_The task_
Reproduce the entries below in full and without error.

(Task inputs Opens)

//! Convert-from CLI commands

use anyhow::{Context, Result};
use clap::Subcommand;

use super::output::Output;
use crate::domain::{combine_assignments, coords_filters, parse_kwargs, split_special};
use crate::engine::{ArrayEngine, Backend, CsvIngestion};

const ATTR_FILTERS: [&str; 2] = ["--attr-filters", "-A"];
const DIM_FILTERS: [&str; 2] = ["--dim-filters", "-D"];
const COORDS_FILTERS: [&str; 2] = ["--coords-filters", "-C"];

#[derive(Subcommand)]
pub enum ConvertFromCommands {
    /// Ingest a CSV file into a new or existing array
    ///
    /// Any further `--name value` pairs are passed to the engine as
    /// ingestion options, e.g. `--sparse True --tile __tiledb_rows:2`.
    /// Filter flags take `Filter[=level],...` lists, optionally prefixed
    /// with `column:` and separated by `;`.
    #[command(after_help = "Filter flags: --attr-filters/-A, --dim-filters/-D, --coords-filters/-C")]
    Csv {
        /// CSV file to read
        csv_file: String,

        /// Array URI to write
        uri: String,

        /// Ingestion options as `--name value` pairs
        #[arg(trailing_var_arg = true, allow_hyphen_values = true, value_name = "KWARGS")]
        kwargs: Vec<String>,
    },
}

pub fn run(cmd: ConvertFromCommands, engine: &dyn Backend, output: &Output) -> Result<()> {
    match cmd {
        ConvertFromCommands::Csv {
            csv_file,
            uri,
            kwargs,
        } => from_csv(engine, output, &csv_file, &uri, &kwargs),
    }
}

fn from_csv(
    engine: &dyn Backend,
    output: &Output,
    csv_file: &str,
    uri: &str,
    tokens: &[String],
) -> Result<()> {
    let ingestion = build_ingestion(tokens)?;
    output.verbose_ctx(
        "kwargs",
        &serde_json::Value::Object(ingestion.to_kwargs()).to_string(),
    );

    let result = engine
        .from_csv(csv_file, uri, &ingestion)
        .with_context(|| format!("Failed to ingest {} into {}", csv_file, uri))?;

    output.outcome(&result, &format!("Ingested {} into {}", csv_file, uri));
    Ok(())
}

fn build_ingestion(tokens: &[String]) -> Result<CsvIngestion> {
    let special_flags: Vec<&str> = ATTR_FILTERS
        .iter()
        .chain(&DIM_FILTERS)
        .chain(&COORDS_FILTERS)
        .copied()
        .collect();

    let (rest, special) =
        split_special(tokens, &special_flags).context("Failed to parse keyword arguments")?;

    let values_for = |names: &[&str]| -> Vec<String> {
        special
            .iter()
            .filter(|(flag, _)| names.contains(&flag.as_str()))
            .map(|(_, value)| value.clone())
            .collect()
    };

    Ok(CsvIngestion {
        kwargs: parse_kwargs(&rest).context("Failed to parse keyword arguments")?,
        attr_filters: combine_assignments(ATTR_FILTERS[0], &values_for(&ATTR_FILTERS))?,
        dim_filters: combine_assignments(DIM_FILTERS[0], &values_for(&DIM_FILTERS))?,
        coords_filters: coords_filters(COORDS_FILTERS[0], &values_for(&COORDS_FILTERS))?,
    })
}

#[cfg(test)]
mod tests {
    use super::*;
    use crate::domain::{FilterAssignment, FilterError, FilterKind, KwargsError, Value};

    fn tokens(raw: &[&str]) -> Vec<String> {
        raw.iter().map(|s| s.to_string()).collect()
    }

    #[test]
    fn plain_kwargs_and_filters() {
        let ingestion = build_ingestion(&tokens(&[
            "--sparse",
            "True",
            "-A",
            "GzipFilter=9",
            "--coords-filters",
            "ZstdFilter",
        ]))
        .unwrap();

        assert_eq!(ingestion.kwargs["sparse"], Value::Bool(true));
        assert!(matches!(ingestion.attr_filters, Some(FilterAssignment::All(_))));
        assert!(ingestion.dim_filters.is_none());
        assert_eq!(
            ingestion.coords_filters.unwrap()[0].kind,
            FilterKind::Zstd
        );
    }

    #[test]
    fn repeated_named_filters_merge() {
        let ingestion = build_ingestion(&tokens(&[
            "--attr-filters",
            "a:LZ4Filter",
            "--attr-filters",
            "b:DoubleDeltaFilter",
        ]))
        .unwrap();

        match ingestion.attr_filters {
            Some(FilterAssignment::PerColumn(columns)) => {
                assert_eq!(columns.keys().collect::<Vec<_>>(), vec!["a", "b"]);
            }
            other => panic!("expected per-column filters, got {:?}", other),
        }
    }

    #[test]
    fn errors_keep_their_type() {
        let err = build_ingestion(&tokens(&["sparse", "True"])).unwrap_err();
        assert!(err.chain().any(|c| c.is::<KwargsError>()));

        let err = build_ingestion(&tokens(&["-D", "NoSuchFilter"])).unwrap_err();
        assert!(err.is::<FilterError>());
    }
}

(Task inputs Closes)

_Solution_
//! Convert-from CLI commands

use anyhow::{Context, Result};
use clap::Subcommand;

use super::output::Output;
use crate::domain::{combine_assignments, coords_filters, parse_kwargs, split_special};
use crate::engine::{ArrayEngine, Backend, CsvIngestion};

const ATTR_FILTERS: [&str; 2] = ["--attr-filters", "-A"];
const DIM_FILTERS: [&str; 2] = ["--dim-filters", "-D"];
const COORDS_FILTERS: [&str; 2] = ["--coords-filters", "-C"];

#[derive(Subcommand)]
pub enum ConvertFromCommands {
    /// Ingest a CSV file into a new or existing array
    ///
    /// Any further `--name value` pairs are passed to the engine as
    /// ingestion options, e.g. `--sparse True --tile __tiledb_rows:2`.
    /// Filter flags take `Filter[=level],...` lists, optionally prefixed
    /// with `column:` and separated by `;`.
    #[command(after_help = "Filter flags: --attr-filters/-A, --dim-filters/-D, --coords-filters/-C")]
    Csv {
        /// CSV file to read
        csv_file: String,

        /// Array URI to write
        uri: String,

        /// Ingestion options as `--name value` pairs
        #[arg(trailing_var_arg = true, allow_hyphen_values = true, value_name = "KWARGS")]
        kwargs: Vec<String>,
    },
}

pub fn run(cmd: ConvertFromCommands, engine: &dyn Backend, output: &Output) -> Result<()> {
    match cmd {
        ConvertFromCommands::Csv {
            csv_file,
            uri,
            kwargs,
        } => from_csv(engine, output, &csv_file, &uri, &kwargs),
    }
}

fn from_csv(
    engine: &dyn Backend,
    output: &Output,
    csv_file: &str,
    uri: &str,
    tokens: &[String],
) -> Result<()> {
    let ingestion = build_ingestion(tokens)?;
    output.verbose_ctx(
        "kwargs",
        &serde_json::Value::Object(ingestion.to_kwargs()).to_string(),
    );

    let result = engine
        .from_csv(csv_file, uri, &ingestion)
        .with_context(|| format!("Failed to ingest {} into {}", csv_file, uri))?;

    output.outcome(&result, &format!("Ingested {} into {}", csv_file, uri));
    Ok(())
}

fn build_ingestion(tokens: &[String]) -> Result<CsvIngestion> {
    let special_flags: Vec<&str> = ATTR_FILTERS
        .iter()
        .chain(&DIM_FILTERS)
        .chain(&COORDS_FILTERS)
        .copied()
        .collect();

    let (rest, special) =
        split_special(tokens, &special_flags).context("Failed to parse keyword arguments")?;

    let values_for = |names: &[&str]| -> Vec<String> {
        special
            .iter()
            .filter(|(flag, _)| names.contains(&flag.as_str()))
            .map(|(_, value)| value.clone())
            .collect()
    };

    Ok(CsvIngestion {
        kwargs: parse_kwargs(&rest).context("Failed to parse keyword arguments")?,
        attr_filters: combine_assignments(ATTR_FILTERS[0], &values_for(&ATTR_FILTERS))?,
        dim_filters: combine_assignments(DIM_FILTERS[0], &values_for(&DIM_FILTERS))?,
        coords_filters: coords_filters(COORDS_FILTERS[0], &values_for(&COORDS_FILTERS))?,
    })
}

#[cfg(test)]
mod tests {
    use super::*;
    use crate::domain::{FilterAssignment, FilterError, FilterKind, KwargsError, Value};

    fn tokens(raw: &[&str]) -> Vec<String> {
        raw.iter().map(|s| s.to_string()).collect()
    }

    #[test]
    fn plain_kwargs_and_filters() {
        let ingestion = build_ingestion(&tokens(&[
            "--sparse",
            "True",
            "-A",
            "GzipFilter=9",
            "--coords-filters",
            "ZstdFilter",
        ]))
        .unwrap();

        assert_eq!(ingestion.kwargs["sparse"], Value::Bool(true));
        assert!(matches!(ingestion.attr_filters, Some(FilterAssignment::All(_))));
        assert!(ingestion.dim_filters.is_none());
        assert_eq!(
            ingestion.coords_filters.unwrap()[0].kind,
            FilterKind::Zstd
        );
    }

    #[test]
    fn repeated_named_filters_merge() {
        let ingestion = build_ingestion(&tokens(&[
            "--attr-filters",
            "a:LZ4Filter",
            "--attr-filters",
            "b:DoubleDeltaFilter",
        ]))
        .unwrap();

        match ingestion.attr_filters {
            Some(FilterAssignment::PerColumn(columns)) => {
                assert_eq!(columns.keys().collect::<Vec<_>>(), vec!["a", "b"]);
            }
            other => panic!("expected per-column filters, got {:?}", other),
        }
    }

    #[test]
    fn errors_keep_their_type() {
        let err = build_ingestion(&tokens(&["sparse", "True"])).unwrap_err();
        assert!(err.chain().any(|c| c.is::<KwargsError>()));

        let err = build_ingestion(&tokens(&["-D", "NoSuchFilter"])).unwrap_err();
        assert!(err.is::<FilterError>());
    }
}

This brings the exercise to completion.